From: Jan Kiszka <jan.kiszka@domain.hid>
To: Gilles Chanteperdrix <gilles.chanteperdrix@xenomai.org>
Cc: xenomai-core <xenomai@xenomai.org>,
"Cornelius Köpp" <Cornelius.Koepp@domain.hid>
Subject: Re: [Xenomai-core] latencys drifting into negative (Xenomai 2.4.2/2.4.3)
Date: Thu, 03 Apr 2008 14:50:39 +0200 [thread overview]
Message-ID: <47F4D29F.4020500@domain.hid> (raw)
In-Reply-To: <2ff1a98a0804030527r5d41efafg4aa6a464373711cc@domain.hid>
[-- Attachment #1: Type: text/plain, Size: 4877 bytes --]
Gilles Chanteperdrix wrote:
> On Thu, Apr 3, 2008 at 2:17 PM, Jan Kiszka <jan.kiszka@domain.hid> wrote:
>> Sebastian Smolorz wrote:
>>
>>> Gilles Chanteperdrix wrote:
>>>
>>>> On Wed, Apr 2, 2008 at 5:58 PM, Sebastian Smolorz
>>>> <smolorz@domain.hid> wrote:
>>>>
>>>>> Jan Kiszka wrote:
>>>>> > Sebastian Smolorz wrote:
>>>>> >> Jan Kiszka wrote:
>>>>> >>> Cornelius Köpp wrote:
>>>>> >>>> I talked with Sebastian Smolorz about this and he builds his own
>>>>> >>>> independent kernel-config to check.
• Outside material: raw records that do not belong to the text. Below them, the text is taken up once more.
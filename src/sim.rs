//! Sensor simulator: turns the host battery (or noise) into `/update_sensor`
//! samples for the backend.

use std::fs;
use std::path::Path;

use rand::Rng;

use crate::backend::SensorSample;

#[derive(Debug, Clone, Copy, PartialEq, Eq)]
pub enum TimeLeft {
    /// On external power.
    Unlimited,
    Unknown,
    Secs(u64),
}

#[derive(Debug, Clone, Copy, PartialEq, Eq)]
pub struct BatteryStatus {
    pub percent: u8,
    pub plugged: bool,
    pub time_left: TimeLeft,
}

pub fn format_time_left(t: TimeLeft) -> String {
    match t {
        TimeLeft::Unlimited => "Charging".to_string(),
        TimeLeft::Unknown => "Calculating...".to_string(),
        TimeLeft::Secs(secs) => format!("{}h {}m", secs / 3600, (secs % 3600) / 60),
    }
}

fn read_trimmed(path: &Path) -> Option<String> {
    fs::read_to_string(path).ok().map(|s| s.trim().to_string())
}

fn read_num(path: &Path) -> Option<f64> {
    read_trimmed(path).and_then(|s| s.parse().ok())
}

/// First `Battery` entry under a Linux `power_supply` class directory.
pub fn probe_battery(dir: &Path) -> Option<BatteryStatus> {
    let mut entries: Vec<_> = fs::read_dir(dir).ok()?.flatten().map(|e| e.path()).collect();
    entries.sort();
    entries.into_iter().find_map(|supply| {
        if read_trimmed(&supply.join("type")).as_deref() != Some("Battery") {
            return None;
        }
        let percent = read_num(&supply.join("capacity"))?.clamp(0.0, 100.0) as u8;
        let plugged = !matches!(read_trimmed(&supply.join("status")).as_deref(), Some("Discharging"));
        let time_left = if plugged {
            TimeLeft::Unlimited
        } else {
            discharge_secs(&supply).map(TimeLeft::Secs).unwrap_or(TimeLeft::Unknown)
        };
        Some(BatteryStatus {
            percent,
            plugged,
            time_left,
        })
    })
}

/// energy_now/power_now (µWh, µW) or charge_now/current_now (µAh, µA).
fn discharge_secs(supply: &Path) -> Option<u64> {
    let pairs = [("energy_now", "power_now"), ("charge_now", "current_now")];
    pairs.iter().find_map(|(stock, rate)| {
        let stock = read_num(&supply.join(stock))?;
        let rate = read_num(&supply.join(rate))?.abs();
        (rate > 0.0).then(|| (stock / rate * 3600.0) as u64)
    })
}

fn round_to(v: f64, places: i32) -> f64 {
    let f = 10f64.powi(places);
    (v * f).round() / f
}

pub const CYCLE_STEP_PROBABILITY: f64 = 0.01;

/// Stateful sample generator; the cycle count only ever grows.
pub struct SensorSimulator<R: Rng> {
    cycle: u32,
    rng: R,
}

impl<R: Rng> SensorSimulator<R> {
    pub fn new(start_cycle: u32, rng: R) -> Self {
        Self {
            cycle: start_cycle,
            rng,
        }
    }

    pub fn cycle(&self) -> u32 {
        self.cycle
    }

    pub fn next_sample(&mut self, battery: Option<BatteryStatus>) -> SensorSample {
        let (voltage, current, real_percent, time_left) = match battery {
            Some(b) => {
                let voltage = 3.0 + (b.percent as f64 / 100.0) * 1.2 + self.rng.gen_range(-0.02..0.02);
                let current = if b.plugged {
                    self.rng.gen_range(0.5..1.5)
                } else {
                    self.rng.gen_range(-2.0..-0.5)
                };
                let time_left = if b.plugged {
                    format_time_left(TimeLeft::Unlimited)
                } else {
                    format_time_left(b.time_left)
                };
                (voltage, current, b.percent, time_left)
            }
            None => {
                let voltage: f64 = self.rng.gen_range(3.2..4.2);
                let current = self.rng.gen_range(-1.5..-0.5);
                let percent = ((voltage - 3.0) / 1.2 * 100.0) as u8;
                (voltage, current, percent, "N/A (Simulated)".to_string())
            }
        };
        let temperature: f64 = self.rng.gen_range(25.0..35.0);
        if self.rng.gen::<f64>() < CYCLE_STEP_PROBABILITY {
            self.cycle += 1;
        }
        SensorSample {
            voltage: round_to(voltage, 3),
            current: round_to(current, 3),
            temperature: round_to(temperature, 1),
            cycle: self.cycle,
            real_percent: Some(real_percent),
            real_time_left: time_left,
        }
    }
}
He got the same
>> drifting-effect
>>>>> >>>> with Xenomai 2.4.2 and Xenomai 2.4.3 running latency over
>> several
>>>>> >>>> hours. His kernel-config ist attached as
>>>>> >>>> 'config-2.6.24-xenomai-2.4.3__ssm'.
>>>>> >>>>
>>>>> >>>> Our kernel-configs are both based on a config used with Xenomai
>> 2.3.4
>>>>> >>>> and Linux 2.6.20.15 without any drifting effects.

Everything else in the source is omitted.